Parallel in-register intermolecular beta sheet architectures for prion seeded PrP amyloids [Molecular Bases of Disease]

July 15th, 2014 by Groveman, B. R., Dolan, M. A., Taubner, L. M., Kraus, A., Wickner, R. B., Caughey, B.

Structures of the infectious form of prion protein, PrPSc, remain poorly defined. The prevalent structural models of PrPSc retain most of the native α-helices of the normal, non-infectious prion protein, PrPC, but evidence is accumulating that these helices are absent in PrPSc amyloid. Moreover, recombinant PrPC can form amyloid fibrils in vitro that have parallel in-register intermolecular β-sheet architectures in the domains originally occupied by helices 2 and 3. Here we provide solid-state NMR evidence that the latter is also true of initially prion-seeded recombinant PrP amyloids formed in the absence of denaturants. These results, in the context of a primarily beta-sheet structure, led us to build detailed models of PrP amyloid based on parallel in-register architectures, fibrillar shapes and dimensions, and other available experimentally derived conformational constraints. Molecular dynamics simulations of PrP 90-231 octameric segments suggested that such linear fibrils, which are consistent with many features of PrPSc fibrils, can have stable parallel in-register β-sheet cores.

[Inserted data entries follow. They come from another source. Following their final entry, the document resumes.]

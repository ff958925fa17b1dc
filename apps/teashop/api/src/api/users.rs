use axum::Router;
use domain_users::{PgUserRepository, UserService, auth_handlers, handlers};

use crate::state::AppState;

/// `/login`, `/register`, `/sessionUser`, `/logout`
pub fn auth_router(state: &AppState) -> Router {
    let service = UserService::new(PgUserRepository::new(state.db.clone()));
    auth_handlers::router(service, state.auth.clone())
}

pub fn router(state: &AppState) -> Router {
    let service = UserService::new(PgUserRepository::new(state.db.clone()));
    handlers::router(service)
}
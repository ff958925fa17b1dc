//! PostgreSQL integration tests for the contact message repository

use domain_messages::*;
use test_utils::{TestDataBuilder, TestDatabase};

#[tokio::test]
#[ignore = "requires docker"]
async fn test_message_roundtrip() {
    let db = TestDatabase::new().await;
    let service = MessageService::new(PgMessageRepository::new(db.connection()));
    let builder = TestDataBuilder::from_test_name("message_roundtrip");
    let subject = builder.name("subject", "delivery");

    let message = service
        .create_message(CreateMessage {
            name: Some("Anna".to_string()),
            email: Some(builder.email("Anna")),
            subject: Some(subject.clone()),
            message: Some("Wann kommt mein Tee?".to_string()),
            privacy: Some(true),
        })
        .await
        .unwrap();
    assert!(message.privacy);

    let listed = service.list_messages().await.unwrap();
    assert_eq!(listed.len(), 1);
    assert_eq!(service.get_message(message.id).await.unwrap().subject, subject);

    let deleted = service.delete_message(message.id).await.unwrap();
    assert_eq!(deleted.id, message.id);
    assert!(matches!(
        service.get_message(message.id).await,
        Err(MessageError::NotFound)
    ));
}
use sea_orm::ActiveValue::Set;
use sea_orm::entity::prelude::*;

#[derive(Clone, Debug, PartialEq, Eq, DeriveEntityModel)]
#[sea_orm(table_name = "ratings")]
pub struct Model {
    #[sea_orm(primary_key, auto_increment = false)]
    pub id: Uuid,
    pub stars: i16,
    pub user_id: Option<Uuid>,
    pub created_at: DateTimeWithTimeZone,
}

#[derive(Copy, Clone, Debug, EnumIter, DeriveRelation)]
pub enum Relation {
    #[sea_orm(has_many = "super::product_rating::Entity")]
    ProductRating,
}

impl Related<super::product_rating::Entity> for Entity {
    fn to() -> RelationDef {
        Relation::ProductRating.def()
    }
}

impl ActiveModelBehavior for ActiveModel {}

impl ActiveModel {
    pub fn new_rating(stars: i16, user_id: Uuid) -> Self {
        ActiveModel {
            id: Set(Uuid::now_v7()),
            stars: Set(stars),
            user_id: Set(Some(user_id)),
            created_at: Set(chrono::Utc::now().into()),
        }
    }
}
use axum::{Router, middleware, routing::get};
use axum_helpers::session_middleware;

use crate::state::AppState;

pub mod catalog;
pub mod health;
pub mod messages;
pub mod orders;
pub mod payments;
pub mod users;

/// API routes without the `/api` prefix, which `create_router` adds.
///
/// Every route sees the session middleware; the policy extractors in the
/// handlers decide what needs a session.
pub fn routes(state: &AppState) -> Router {
    Router::new()
        .merge(users::auth_router(state))
        .nest("/user", users::router(state))
        .nest("/product", catalog::product_router(state))
        .nest("/category", catalog::category_router(state))
        .nest("/order", orders::router(state))
        .nest("/payment", payments::router(state))
        .nest("/message", messages::router(state))
        .layer(middleware::from_fn_with_state(
            state.auth.clone(),
            session_middleware,
        ))
}

/// `/ready` with a database ping, merged next to the stateless app router.
pub fn ready_router(state: AppState) -> Router {
    Router::new()
        .route("/ready", get(health::ready_handler))
        .with_state(state)
}
use crate::{env_or_default, env_parse_or, ConfigError, FromEnv};
use std::net::Ipv4Addr;

/// Listen address of the HTTP server
#[derive(Clone, Debug)]
pub struct ServerConfig {
    pub host: String,
    pub port: u16,
}

impl ServerConfig {
    pub fn new(host: String, port: u16) -> Self {
        Self { host, port }
    }

    /// "host:port"
    pub fn address(&self) -> String {
        format!("{}:{}", self.host, self.port)
    }
}

impl FromEnv for ServerConfig {
    /// HOST defaults to 0.0.0.0, PORT to 8080.
    fn from_env() -> Result<Self, ConfigError> {
        let host = env_or_default("HOST", &Ipv4Addr::UNSPECIFIED.to_string());
        let port = env_parse_or("PORT", 8080u16)?;

        Ok(Self { host, port })
    }
}

impl Default for ServerConfig {
    fn default() -> Self {
        Self {
            host: Ipv4Addr::UNSPECIFIED.to_string(),
            port: 8080,
        }
    }
}
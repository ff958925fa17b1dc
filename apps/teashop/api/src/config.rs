use axum_helpers::SessionConfig;
use core_config::{
    AppInfo, ConfigError, FromEnv, app_info, cors::CorsConfig, env_optional,
    server::ServerConfig,
};
use database::postgres::PostgresConfig;

pub use core_config::Environment;

/// Credentials of the administrator created at startup
#[derive(Clone)]
pub struct AdminAccount {
    pub email: String,
    pub password: String,
}

impl std::fmt::Debug for AdminAccount {
    fn fmt(&self, f: &mut std::fmt::Formatter<'_>) -> std::fmt::Result {
        f.debug_struct("AdminAccount")
            .field("email", &self.email)
            .field("password", &"***")
            .finish()
    }
}

impl AdminAccount {
    /// `ADMIN_EMAIL` and `ADMIN_PASSWORD`; both or neither.
    pub fn from_env() -> Result<Option<Self>, ConfigError> {
        match (env_optional("ADMIN_EMAIL"), env_optional("ADMIN_PASSWORD")) {
            (Some(email), Some(password)) => Ok(Some(Self { email, password })),
            (None, None) => Ok(None),
            (Some(_), None) => Err(ConfigError::MissingEnvVar("ADMIN_PASSWORD".to_string())),
            (None, Some(_)) => Err(ConfigError::MissingEnvVar("ADMIN_EMAIL".to_string())),
        }
    }
}

/// Application configuration, composed from the shared config pieces
#[derive(Clone, Debug)]
pub struct Config {
    pub app: AppInfo,
    pub database: PostgresConfig,
    pub server: ServerConfig,
    pub cors: CorsConfig,
    pub session: SessionConfig,
    pub admin: Option<AdminAccount>,
    pub environment: Environment,
}

impl Config {
    pub fn from_env() -> eyre::Result<Self> {
        let environment = Environment::from_env();
        let database = PostgresConfig::from_env()?;
        let server = ServerConfig::from_env()?;
        let cors = CorsConfig::from_env()?;
        let session = SessionConfig::from_env()?;
        let admin = AdminAccount::from_env()?;

        Ok(Self {
            app: app_info!(),
            database,
            server,
            cors,
            session,
            admin,
            environment,
        })
    }
}
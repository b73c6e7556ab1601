// CSV export of the accumulated sample table.

use crate::model::Sample;

const HEADER: [&str; 7] = [
    "time_s",
    "temperature_c",
    "humidity_pct",
    "adc",
    "force_n",
    "strain",
    "stress_n_mm2",
];

/// Renders the sample table as CSV: a header row, then one row per sample in
/// insertion order.
pub fn to_csv(samples: &[Sample]) -> Result<String, csv::Error> {
    let mut writer = csv::Writer::from_writer(Vec::new());
    writer.write_record(HEADER)?;
    for sample in samples {
        writer.write_record(&[
            sample.t_s.to_string(),
            sample.temperature_c.to_string(),
            sample.humidity_pct.to_string(),
            sample.adc.to_string(),
            sample.force_n.to_string(),
            sample.strain.to_string(),
            sample.stress_n_mm2.to_string(),
        ])?;
    }
    writer.flush().map_err(csv::Error::from)?;
    let bytes = writer.into_inner().unwrap_or_default();
    Ok(String::from_utf8_lossy(&bytes).into_owned())
}

#[cfg(test)]
mod tests {
    use super::*;

    #[test]
    fn empty_table_is_header_only() {
        let csv = to_csv(&[]).unwrap();
        assert_eq!(
            csv,
            "time_s,temperature_c,humidity_pct,adc,force_n,strain,stress_n_mm2\n"
        );
    }

    #[test]
    fn rows_follow_in_insertion_order() {
        let samples = vec![
            Sample {
                t_s: 0.15,
                temperature_c: 23.5,
                humidity_pct: 41.0,
                adc: 1000,
                force_n: 500.0,
                strain: 0.01,
                stress_n_mm2: 12.5,
            },
            Sample {
                t_s: 0.3,
                temperature_c: 23.5,
                humidity_pct: 41.0,
                adc: 0,
                force_n: 0.0,
                strain: 0.0,
                stress_n_mm2: 0.0,
            },
        ];
        let csv = to_csv(&samples).unwrap();
        let mut lines = csv.lines();
        assert_eq!(
            lines.next(),
            Some("time_s,temperature_c,humidity_pct,adc,force_n,strain,stress_n_mm2")
        );
        assert_eq!(lines.next(), Some("0.15,23.5,41,1000,500,0.01,12.5"));
        assert_eq!(lines.next(), Some("0.3,23.5,41,0,0,0,0"));
        assert_eq!(lines.next(), None);
    }
}
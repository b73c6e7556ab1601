// Shared constants for server timing, protocol, and paths.

pub const SCHEMA_VERSION: &str = "1.0";
pub const STATE_INTERVAL_MS: u64 = 150;
pub const SAMPLES_INTERVAL_MS: u64 = 250;
pub const RAW_LINE_HISTORY: usize = 5;
pub const DEFAULT_SERIAL_PORT: &str = "/dev/ttyUSB0";
pub const DEFAULT_BAUD: u32 = 115_200;
pub const PORT_SETTLE_MS: u64 = 300;
pub const DEMO_DIR: &str = "demo";
pub const DEMO_FILE: &str = "demo_run.log";
pub const SPECIMEN_FILE: &str = "specimen.json";
pub const EXPORT_FILE_NAME: &str = "tensile_run.csv";
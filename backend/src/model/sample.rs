// One row of the accumulated run table.

use serde::Serialize;

#[derive(Clone, Copy, Debug, Serialize)]
pub struct Sample {
    /// Seconds since run start.
    pub t_s: f64,
    pub temperature_c: f32,
    pub humidity_pct: f32,
    pub adc: i32,
    pub force_n: f32,
    pub strain: f32,
    pub stress_n_mm2: f32,
}
// WebSocket transport layer for live dashboard streaming.

use axum::extract::ws::{Message, WebSocket, WebSocketUpgrade};
use axum::extract::State as AxumState;
use axum::response::IntoResponse;
use futures::StreamExt;
use serde::Serialize;
use tokio::sync::broadcast;
use tracing::{info, warn};

use rig_core::model::RigState;
use rig_core::run::RunState;

use crate::app::AppState;
use crate::constants::SCHEMA_VERSION;
use crate::model::Sample;
use crate::utils::{monotonic_ms, next_sequence, now_epoch_ms};

#[derive(Serialize)]
pub struct HandshakeHello {
    pub schema_version: &'static str,
    pub timestamp_ms: u64,
    pub monotonic_ms: u64,
    pub sequence: u64,
    #[serde(rename = "type")]
    pub message_type: &'static str,
    pub server_version: &'static str,
    pub capabilities: Vec<&'static str>,
}

#[derive(Serialize)]
pub struct StateUpdateMessage {
    pub schema_version: &'static str,
    pub timestamp_ms: u64,
    pub monotonic_ms: u64,
    pub sequence: u64,
    #[serde(rename = "type")]
    pub message_type: &'static str,
    pub run_state: RunState,
    pub run_index: u64,
    pub sample_count: u64,
    #[serde(skip_serializing_if = "Option::is_none")]
    pub elapsed_s: Option<f64>,
    #[serde(skip_serializing_if = "Option::is_none")]
    pub last_error: Option<String>,
    pub state: RigState,
}

/// Samples appended to the run since the previous message. A snapshot
/// carries the whole run so a client can rebuild its charts on connect.
#[derive(Serialize)]
pub struct SamplesMessage {
    pub schema_version: &'static str,
    pub timestamp_ms: u64,
    pub monotonic_ms: u64,
    pub sequence: u64,
    #[serde(rename = "type")]
    pub message_type: &'static str,
    pub run_index: u64,
    pub samples: Vec<Sample>,
}

pub async fn ws_handler(
    AxumState(app_state): AxumState<AppState>,
    ws: WebSocketUpgrade,
) -> impl IntoResponse {
    ws.on_upgrade(move |socket| handle_socket(socket, app_state))
}

async fn handle_socket(mut socket: WebSocket, app_state: AppState) {
    info!("ws connected");
    let mut rx = app_state.tx.subscribe();
    let hello = HandshakeHello {
        schema_version: SCHEMA_VERSION,
        timestamp_ms: now_epoch_ms(),
        monotonic_ms: monotonic_ms(app_state.start_instant),
        sequence: next_sequence(app_state.sequence.as_ref()),
        message_type: "handshake_hello",
        server_version: env!("CARGO_PKG_VERSION"),
        capabilities: vec!["state_update", "samples_append", "run_snapshot"],
    };

    if let Ok(payload) = serde_json::to_string(&hello) {
        if socket.send(Message::Text(payload)).await.is_err() {
            return;
        }
    }

    // Full-run snapshot so the client starts with complete charts.
    let snapshot = {
        let store = app_state.store.read().await;
        SamplesMessage {
            schema_version: SCHEMA_VERSION,
            timestamp_ms: now_epoch_ms(),
            monotonic_ms: monotonic_ms(app_state.start_instant),
            sequence: next_sequence(app_state.sequence.as_ref()),
            message_type: "run_snapshot",
            run_index: store.tracker.run_index,
            samples: store.samples.clone(),
        }
    };
    if let Ok(payload) = serde_json::to_string(&snapshot) {
        if socket.send(Message::Text(payload)).await.is_err() {
            return;
        }
    }

    loop {
        tokio::select! {
            outbound = rx.recv() => {
                match outbound {
                    Ok(payload) => {
                        if socket.send(Message::Text(payload)).await.is_err() {
                            break;
                        }
                    }
                    Err(broadcast::error::RecvError::Lagged(_)) => {
                        continue;
                    }
                    Err(_) => break,
                }
            }
            inbound = socket.next() => {
                match inbound {
                    Some(Ok(Message::Ping(payload))) => {
                        if socket.send(Message::Pong(payload)).await.is_err() {
                            break;
                        }
                    }
                    Some(Ok(Message::Close(_))) => break,
                    Some(Ok(_)) => {}
                    Some(Err(err)) => {
                        warn!(?err, "ws error");
                        break;
                    }
                    None => break,
                }
            }
        }
    }
    info!("ws disconnected");
}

These simulations revealed that the C-terminal residues ~124-227 more readily adopt stable tightly packed structures than the N-terminal residues ~90-123 in the absence of cofactors. Variations in the placement of turns and loops that link the β-sheets could give rise to distinct prion strains capable of faithful template-driven propagation. Moreover, our modeling suggests that single PrP monomers can comprise the entire cross-section of fibrils that have previously been assumed to be pairs of laterally associated protofilaments. Together these insights provide a new basis for deciphering mammalian prion structures.